Stored data entries —
# # # #

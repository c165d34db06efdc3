//! Deploy activity: hourly Poisson rates, critical-fix odds and size mix.

use chrono::{Datelike, Duration, NaiveDateTime, Timelike, Weekday};
use rand::Rng;
use serde::{Deserialize, Serialize};
use tracing::debug;

use super::sampling::{bernoulli, minute_offset, poisson, weighted_choice};
use super::{sort_rows, DeployEvent, DeploySize};
use crate::timeline::{hours_between, is_weekend};

/// A block of hours `[start_hour, end_hour)` with its own deploy rate.
#[derive(Debug, Clone, PartialEq, Serialize, Deserialize)]
pub struct RateBand {
    pub start_hour: u32,
    pub end_hour: u32,
    pub rate: f64,
}

#[derive(Debug, Clone, PartialEq, Serialize, Deserialize)]
pub struct DayRates {
    /// Rate for hours not covered by any band.
    pub baseline: f64,
    #[serde(default)]
    pub bands: Vec<RateBand>,
}

impl DayRates {
    fn banded(baseline: f64, bands: &[(u32, u32, f64)]) -> Self {
        Self {
            baseline,
            bands: bands
                .iter()
                .map(|&(start_hour, end_hour, rate)| RateBand { start_hour, end_hour, rate })
                .collect(),
        }
    }

    /// First matching band wins.
    pub fn rate_at(&self, hour: u32) -> f64 {
        self.bands
            .iter()
            .find(|b| hour >= b.start_hour && hour < b.end_hour)
            .map(|b| b.rate)
            .unwrap_or(self.baseline)
    }
}

/// Expected deploys per hour, keyed by day class and hour of day.
#[derive(Debug, Clone, PartialEq, Serialize, Deserialize)]
#[serde(default)]
pub struct DeployRateProfile {
    pub mon_thu: DayRates,
    pub friday: DayRates,
    pub weekend: DayRates,
}

impl Default for DeployRateProfile {
    fn default() -> Self {
        Self {
            mon_thu: DayRates::banded(0.08, &[(9, 12, 0.9), (12, 16, 1.1), (16, 18, 1.7), (18, 22, 0.7)]),
            friday: DayRates::banded(0.06, &[(10, 15, 0.55), (15, 17, 1.0), (17, 20, 0.45)]),
            weekend: DayRates::banded(0.03, &[]),
        }
    }
}

impl DeployRateProfile {
    pub fn for_day(&self, day: Weekday) -> &DayRates {
        match day {
            Weekday::Fri => &self.friday,
            Weekday::Sat | Weekday::Sun => &self.weekend,
            _ => &self.mon_thu,
        }
    }

    /// Poisson rate for the hour starting at `ts`.
    pub fn rate_at(&self, ts: NaiveDateTime) -> f64 {
        self.for_day(ts.weekday()).rate_at(ts.hour())
    }
}

/// Odds that a deploy is an urgent fix.
#[derive(Debug, Clone, PartialEq, Serialize, Deserialize)]
#[serde(default)]
pub struct CriticalFixPolicy {
    pub base: f64,
    /// Replaces `base` on Saturday and Sunday.
    pub weekend: f64,
    /// Added on Friday between the rush hours, inclusive.
    pub friday_rush_bonus: f64,
    pub friday_rush_start: u32,
    pub friday_rush_end: u32,
}

impl Default for CriticalFixPolicy {
    fn default() -> Self {
        Self {
            base: 0.07,
            weekend: 0.22,
            friday_rush_bonus: 0.10,
            friday_rush_start: 15,
            friday_rush_end: 18,
        }
    }
}

impl CriticalFixPolicy {
    pub fn probability_at(&self, ts: NaiveDateTime) -> f64 {
        let day = ts.weekday();
        let hour = ts.hour();
        let mut p = if is_weekend(day) { self.weekend } else { self.base };
        if day == Weekday::Fri && hour >= self.friday_rush_start && hour <= self.friday_rush_end {
            p += self.friday_rush_bonus;
        }
        p
    }
}

#[derive(Debug, Clone, PartialEq, Serialize, Deserialize)]
pub struct SizeWeights {
    pub small: f64,
    pub medium: f64,
    pub large: f64,
}

impl SizeWeights {
    fn options(&self) -> [(DeploySize, f64); 3] {
        [
            (DeploySize::Small, self.small),
            (DeploySize::Medium, self.medium),
            (DeploySize::Large, self.large),
        ]
    }

    pub fn total(&self) -> f64 {
        self.small.max(0.0) + self.medium.max(0.0) + self.large.max(0.0)
    }
}

/// Size distributions for critical and routine deploys.
#[derive(Debug, Clone, PartialEq, Serialize, Deserialize)]
#[serde(default)]
pub struct SizeMix {
    pub critical: SizeWeights,
    pub routine: SizeWeights,
}

impl Default for SizeMix {
    fn default() -> Self {
        Self {
            critical: SizeWeights { small: 0.70, medium: 0.30, large: 0.0 },
            routine: SizeWeights { small: 0.45, medium: 0.40, large: 0.15 },
        }
    }
}

#[derive(Debug, Clone, Default, PartialEq, Serialize, Deserialize)]
#[serde(default)]
pub struct DeployConfig {
    pub rates: DeployRateProfile,
    pub critical: CriticalFixPolicy,
    pub sizes: SizeMix,
}

pub struct DeployEventGenerator<'a> {
    config: &'a DeployConfig,
}

impl<'a> DeployEventGenerator<'a> {
    pub fn new(config: &'a DeployConfig) -> Self {
        Self { config }
    }

    pub fn generate<R: Rng + ?Sized>(&self, start: NaiveDateTime, end: NaiveDateTime, rng: &mut R) -> Vec<DeployEvent> {
        let cfg = self.config;
        let mut rows = Vec::new();

        for hour_ts in hours_between(start, end) {
            let n_deploys = poisson(rng, cfg.rates.rate_at(hour_ts));
            let p_critical = cfg.critical.probability_at(hour_ts);

            for _ in 0..n_deploys {
                let timestamp = hour_ts + Duration::minutes(minute_offset(rng));
                let is_critical_fix = bernoulli(rng, p_critical);
                let weights = if is_critical_fix { &cfg.sizes.critical } else { &cfg.sizes.routine };
                let deploy_size = weighted_choice(rng, &weights.options());
                rows.push(DeployEvent { timestamp, is_critical_fix, deploy_size });
            }
        }

        sort_rows(&mut rows);
        debug!(rows = rows.len(), %start, %end, "generated deploy events");
        rows
    }
}

/// Generate deploy events with the default rate profile.
pub fn generate_deploy_events<R: Rng + ?Sized>(start: NaiveDateTime, end: NaiveDateTime, rng: &mut R) -> Vec<DeployEvent> {
    DeployEventGenerator::new(&DeployConfig::default()).generate(start, end, rng)
}

#[cfg(test)]
mod tests {
    use super::*;
    use crate::generate::sampling::rng_from_seed;
    use crate::timeline::parse_timestamp;

    fn ts(s: &str) -> NaiveDateTime {
        parse_timestamp(s).unwrap()
    }

    #[test]
    fn test_rate_table() {
        let rates = DeployRateProfile::default();
        // 2024-01-01 Monday, 2024-01-05 Friday, 2024-01-06 Saturday
        assert_eq!(rates.rate_at(ts("2024-01-01 03:00")), 0.08);
        assert_eq!(rates.rate_at(ts("2024-01-01 09:00")), 0.9);
        assert_eq!(rates.rate_at(ts("2024-01-01 12:00")), 1.1);
        assert_eq!(rates.rate_at(ts("2024-01-01 17:00")), 1.7);
        assert_eq!(rates.rate_at(ts("2024-01-04 21:00")), 0.7);
        assert_eq!(rates.rate_at(ts("2024-01-04 22:00")), 0.08);
        assert_eq!(rates.rate_at(ts("2024-01-05 10:00")), 0.55);
        assert_eq!(rates.rate_at(ts("2024-01-05 16:00")), 1.0);
        assert_eq!(rates.rate_at(ts("2024-01-05 19:00")), 0.45);
        assert_eq!(rates.rate_at(ts("2024-01-05 20:00")), 0.06);
        assert_eq!(rates.rate_at(ts("2024-01-06 17:00")), 0.03);
        assert_eq!(rates.rate_at(ts("2024-01-07 12:00")), 0.03);
    }

    #[test]
    fn test_critical_probability() {
        let policy = CriticalFixPolicy::default();
        assert!((policy.probability_at(ts("2024-01-02 10:00")) - 0.07).abs() < 1e-12);
        assert!((policy.probability_at(ts("2024-01-06 10:00")) - 0.22).abs() < 1e-12);
        assert!((policy.probability_at(ts("2024-01-05 15:00")) - 0.17).abs() < 1e-12);
        assert!((policy.probability_at(ts("2024-01-05 18:00")) - 0.17).abs() < 1e-12);
        assert!((policy.probability_at(ts("2024-01-05 19:00")) - 0.07).abs() < 1e-12);
    }

    #[test]
    fn test_critical_fixes_are_never_large() {
        let mut rng = rng_from_seed(Some(21));
        let rows = generate_deploy_events(ts("2024-01-01"), ts("2024-02-29 23:00"), &mut rng);
        assert!(rows.iter().any(|r| r.is_critical_fix));
        assert!(rows
            .iter()
            .filter(|r| r.is_critical_fix)
            .all(|r| r.deploy_size != DeploySize::Large));
    }

    #[test]
    fn test_deploys_stay_inside_their_hour() {
        let mut rng = rng_from_seed(Some(22));
        let hour = ts("2024-01-01 17:00");
        for _ in 0..200 {
            for row in generate_deploy_events(hour, hour, &mut rng) {
                assert!(row.timestamp >= hour && row.timestamp < hour + Duration::hours(1));
            }
        }
    }

    #[test]
    fn test_sorted_output() {
        let mut rng = rng_from_seed(Some(23));
        let rows = generate_deploy_events(ts("2024-01-01"), ts("2024-01-14 23:00"), &mut rng);
        assert!(rows.windows(2).all(|w| w[0].timestamp <= w[1].timestamp));
    }
}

# # # #

EXERCISE INSTRUCTIONS — Using the records above, report the count of lines holding "CriticalFixPolicy" and nothing else.

TASK RESULT — 5